### Work to complete
Work out how many lines of the listing below mention the word "body", and give only that figure.

### Excerpted records
◆ ◆ ◆
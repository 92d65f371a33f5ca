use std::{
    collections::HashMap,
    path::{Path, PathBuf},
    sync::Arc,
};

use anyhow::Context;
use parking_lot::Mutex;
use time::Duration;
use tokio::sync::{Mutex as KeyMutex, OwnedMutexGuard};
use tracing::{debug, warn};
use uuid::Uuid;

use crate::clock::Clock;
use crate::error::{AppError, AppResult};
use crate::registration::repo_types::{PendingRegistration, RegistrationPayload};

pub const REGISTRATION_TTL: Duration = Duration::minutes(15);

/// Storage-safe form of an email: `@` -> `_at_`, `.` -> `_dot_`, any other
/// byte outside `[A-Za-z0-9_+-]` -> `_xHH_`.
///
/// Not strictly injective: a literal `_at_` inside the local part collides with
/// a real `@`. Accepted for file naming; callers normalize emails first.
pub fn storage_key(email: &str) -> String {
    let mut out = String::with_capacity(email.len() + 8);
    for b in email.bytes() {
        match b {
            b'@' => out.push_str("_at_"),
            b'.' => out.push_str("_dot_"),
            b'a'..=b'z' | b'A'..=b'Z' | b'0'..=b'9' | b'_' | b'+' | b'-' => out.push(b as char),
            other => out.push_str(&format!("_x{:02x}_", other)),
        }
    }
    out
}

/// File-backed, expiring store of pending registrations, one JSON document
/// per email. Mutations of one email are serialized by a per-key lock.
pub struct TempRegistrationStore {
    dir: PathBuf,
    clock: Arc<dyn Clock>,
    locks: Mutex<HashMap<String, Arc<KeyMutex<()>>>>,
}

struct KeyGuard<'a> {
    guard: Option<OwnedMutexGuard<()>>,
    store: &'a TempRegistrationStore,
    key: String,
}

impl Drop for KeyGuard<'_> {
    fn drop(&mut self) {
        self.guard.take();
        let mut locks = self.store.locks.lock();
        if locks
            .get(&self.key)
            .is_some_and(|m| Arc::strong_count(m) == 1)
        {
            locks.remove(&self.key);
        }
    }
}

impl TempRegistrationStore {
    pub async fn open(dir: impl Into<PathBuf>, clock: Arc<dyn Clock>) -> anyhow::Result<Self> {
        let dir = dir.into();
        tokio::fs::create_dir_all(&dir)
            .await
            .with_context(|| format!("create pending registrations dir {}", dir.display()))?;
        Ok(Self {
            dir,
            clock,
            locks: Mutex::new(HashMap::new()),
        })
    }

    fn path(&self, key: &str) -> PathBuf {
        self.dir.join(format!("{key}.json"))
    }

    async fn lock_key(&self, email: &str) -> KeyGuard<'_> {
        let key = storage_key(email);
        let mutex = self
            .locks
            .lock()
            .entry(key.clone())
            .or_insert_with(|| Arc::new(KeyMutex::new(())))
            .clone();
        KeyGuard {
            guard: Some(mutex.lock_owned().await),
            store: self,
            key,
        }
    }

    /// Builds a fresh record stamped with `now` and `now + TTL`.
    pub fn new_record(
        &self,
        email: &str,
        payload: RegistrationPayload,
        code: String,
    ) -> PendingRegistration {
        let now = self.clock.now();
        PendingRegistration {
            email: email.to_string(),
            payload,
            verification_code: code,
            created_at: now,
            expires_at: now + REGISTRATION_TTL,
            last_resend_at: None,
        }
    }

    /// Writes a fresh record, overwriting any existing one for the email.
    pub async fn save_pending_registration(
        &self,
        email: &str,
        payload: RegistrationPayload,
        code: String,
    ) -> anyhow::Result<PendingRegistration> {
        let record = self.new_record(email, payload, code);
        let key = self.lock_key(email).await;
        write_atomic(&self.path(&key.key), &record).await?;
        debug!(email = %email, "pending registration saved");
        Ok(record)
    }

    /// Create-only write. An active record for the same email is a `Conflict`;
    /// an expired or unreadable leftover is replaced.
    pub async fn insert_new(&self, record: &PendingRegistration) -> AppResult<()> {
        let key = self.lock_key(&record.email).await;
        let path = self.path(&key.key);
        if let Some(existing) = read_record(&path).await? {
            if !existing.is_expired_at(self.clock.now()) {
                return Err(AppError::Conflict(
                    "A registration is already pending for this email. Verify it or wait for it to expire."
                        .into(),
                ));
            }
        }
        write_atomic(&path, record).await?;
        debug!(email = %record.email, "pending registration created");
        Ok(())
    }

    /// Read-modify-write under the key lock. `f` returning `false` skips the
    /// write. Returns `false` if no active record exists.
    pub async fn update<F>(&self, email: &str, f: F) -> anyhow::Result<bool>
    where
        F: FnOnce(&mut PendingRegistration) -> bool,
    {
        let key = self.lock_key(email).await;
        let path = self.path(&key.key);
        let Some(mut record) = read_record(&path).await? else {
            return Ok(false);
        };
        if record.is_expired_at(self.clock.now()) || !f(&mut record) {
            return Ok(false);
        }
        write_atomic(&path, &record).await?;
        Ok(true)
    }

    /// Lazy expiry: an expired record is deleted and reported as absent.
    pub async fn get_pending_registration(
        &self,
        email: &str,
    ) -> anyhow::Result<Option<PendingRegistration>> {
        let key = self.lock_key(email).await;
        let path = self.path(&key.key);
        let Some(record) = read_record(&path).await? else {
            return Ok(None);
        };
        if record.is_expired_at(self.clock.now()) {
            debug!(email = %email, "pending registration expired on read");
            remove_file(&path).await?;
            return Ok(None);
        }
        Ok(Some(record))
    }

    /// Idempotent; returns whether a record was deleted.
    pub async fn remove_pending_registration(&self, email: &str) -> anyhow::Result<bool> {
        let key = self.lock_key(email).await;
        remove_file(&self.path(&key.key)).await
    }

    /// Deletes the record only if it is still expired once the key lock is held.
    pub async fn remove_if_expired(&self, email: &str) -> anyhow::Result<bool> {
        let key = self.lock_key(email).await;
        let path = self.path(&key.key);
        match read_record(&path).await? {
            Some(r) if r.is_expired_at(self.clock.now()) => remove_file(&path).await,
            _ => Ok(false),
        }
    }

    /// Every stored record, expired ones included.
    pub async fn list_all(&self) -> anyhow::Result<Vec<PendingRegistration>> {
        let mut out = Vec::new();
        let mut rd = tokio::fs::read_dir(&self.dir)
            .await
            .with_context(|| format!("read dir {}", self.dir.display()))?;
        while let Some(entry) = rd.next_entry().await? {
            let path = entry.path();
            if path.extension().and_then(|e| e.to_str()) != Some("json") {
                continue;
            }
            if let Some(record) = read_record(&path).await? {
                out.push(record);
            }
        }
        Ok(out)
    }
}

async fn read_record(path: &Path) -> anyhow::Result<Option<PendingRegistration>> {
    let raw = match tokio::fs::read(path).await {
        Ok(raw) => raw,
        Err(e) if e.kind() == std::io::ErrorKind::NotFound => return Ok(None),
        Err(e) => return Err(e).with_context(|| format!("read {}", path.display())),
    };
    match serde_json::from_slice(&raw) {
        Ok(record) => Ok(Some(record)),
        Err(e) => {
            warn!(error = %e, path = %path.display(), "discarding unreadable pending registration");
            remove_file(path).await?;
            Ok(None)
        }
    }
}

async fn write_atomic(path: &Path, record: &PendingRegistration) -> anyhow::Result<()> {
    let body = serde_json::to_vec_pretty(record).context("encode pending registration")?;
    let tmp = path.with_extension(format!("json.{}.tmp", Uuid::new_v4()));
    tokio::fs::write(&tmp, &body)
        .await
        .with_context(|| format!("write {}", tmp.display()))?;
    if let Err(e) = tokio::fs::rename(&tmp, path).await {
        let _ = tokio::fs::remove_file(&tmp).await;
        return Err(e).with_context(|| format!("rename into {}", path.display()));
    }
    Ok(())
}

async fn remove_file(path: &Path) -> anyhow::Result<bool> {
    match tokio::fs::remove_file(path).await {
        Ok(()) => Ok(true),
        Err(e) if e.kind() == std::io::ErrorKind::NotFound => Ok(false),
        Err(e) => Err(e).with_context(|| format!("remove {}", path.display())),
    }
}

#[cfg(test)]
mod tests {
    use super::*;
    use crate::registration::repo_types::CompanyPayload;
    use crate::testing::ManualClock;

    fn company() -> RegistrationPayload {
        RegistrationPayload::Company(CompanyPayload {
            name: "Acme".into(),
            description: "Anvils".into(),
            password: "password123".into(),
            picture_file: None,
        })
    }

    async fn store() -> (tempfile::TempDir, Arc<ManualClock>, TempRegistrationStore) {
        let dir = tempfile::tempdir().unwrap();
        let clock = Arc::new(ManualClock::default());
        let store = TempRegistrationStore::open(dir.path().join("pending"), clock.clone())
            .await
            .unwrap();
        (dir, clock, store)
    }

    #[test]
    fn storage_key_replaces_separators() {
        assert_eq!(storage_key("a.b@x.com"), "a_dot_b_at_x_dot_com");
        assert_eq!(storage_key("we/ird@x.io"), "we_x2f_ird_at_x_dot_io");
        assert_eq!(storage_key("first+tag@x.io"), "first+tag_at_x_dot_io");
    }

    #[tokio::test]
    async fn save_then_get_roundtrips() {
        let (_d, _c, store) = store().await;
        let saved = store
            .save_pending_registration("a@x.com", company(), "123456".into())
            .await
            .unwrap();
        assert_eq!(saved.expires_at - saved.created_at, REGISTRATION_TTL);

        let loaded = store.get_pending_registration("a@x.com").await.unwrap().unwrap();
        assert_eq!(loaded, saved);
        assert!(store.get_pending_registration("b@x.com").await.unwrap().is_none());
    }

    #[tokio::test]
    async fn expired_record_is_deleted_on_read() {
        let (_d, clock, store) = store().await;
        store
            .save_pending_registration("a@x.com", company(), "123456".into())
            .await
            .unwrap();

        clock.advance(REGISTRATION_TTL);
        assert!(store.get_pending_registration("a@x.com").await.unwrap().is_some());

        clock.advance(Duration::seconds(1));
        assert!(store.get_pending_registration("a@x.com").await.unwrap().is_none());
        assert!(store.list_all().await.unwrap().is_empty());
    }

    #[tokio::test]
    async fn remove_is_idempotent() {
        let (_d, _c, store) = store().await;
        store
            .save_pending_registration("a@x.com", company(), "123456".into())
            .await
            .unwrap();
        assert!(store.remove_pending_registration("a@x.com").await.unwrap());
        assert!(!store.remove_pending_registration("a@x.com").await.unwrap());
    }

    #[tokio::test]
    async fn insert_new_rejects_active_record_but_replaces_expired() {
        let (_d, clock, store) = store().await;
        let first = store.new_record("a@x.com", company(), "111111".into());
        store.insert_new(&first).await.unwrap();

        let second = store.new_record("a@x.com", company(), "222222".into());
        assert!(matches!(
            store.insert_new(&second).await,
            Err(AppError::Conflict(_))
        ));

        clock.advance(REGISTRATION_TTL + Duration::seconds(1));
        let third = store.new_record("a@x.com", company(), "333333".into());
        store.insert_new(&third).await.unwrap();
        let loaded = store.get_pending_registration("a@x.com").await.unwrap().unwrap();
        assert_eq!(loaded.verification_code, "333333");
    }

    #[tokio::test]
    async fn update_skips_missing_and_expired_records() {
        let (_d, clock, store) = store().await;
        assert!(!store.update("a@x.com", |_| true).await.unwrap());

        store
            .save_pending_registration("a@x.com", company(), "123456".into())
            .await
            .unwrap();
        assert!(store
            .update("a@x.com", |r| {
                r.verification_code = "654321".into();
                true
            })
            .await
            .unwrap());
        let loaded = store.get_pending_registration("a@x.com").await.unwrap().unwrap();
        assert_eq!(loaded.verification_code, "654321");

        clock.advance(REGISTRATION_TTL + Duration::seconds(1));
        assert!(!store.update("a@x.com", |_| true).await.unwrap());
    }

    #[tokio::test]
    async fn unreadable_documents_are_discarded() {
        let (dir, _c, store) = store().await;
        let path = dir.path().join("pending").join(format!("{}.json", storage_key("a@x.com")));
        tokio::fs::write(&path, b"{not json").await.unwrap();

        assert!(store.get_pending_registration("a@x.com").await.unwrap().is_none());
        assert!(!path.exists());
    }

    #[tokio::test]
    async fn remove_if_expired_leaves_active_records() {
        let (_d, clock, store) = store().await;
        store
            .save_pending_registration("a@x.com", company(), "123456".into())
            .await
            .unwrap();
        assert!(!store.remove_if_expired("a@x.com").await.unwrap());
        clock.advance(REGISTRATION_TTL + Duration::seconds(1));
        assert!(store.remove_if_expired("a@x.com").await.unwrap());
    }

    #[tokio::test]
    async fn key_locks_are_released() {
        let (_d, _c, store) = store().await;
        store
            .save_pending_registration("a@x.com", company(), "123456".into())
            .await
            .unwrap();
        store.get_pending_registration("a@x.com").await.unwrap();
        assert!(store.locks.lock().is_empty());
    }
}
◆ ◆ ◆
### Exercise response
2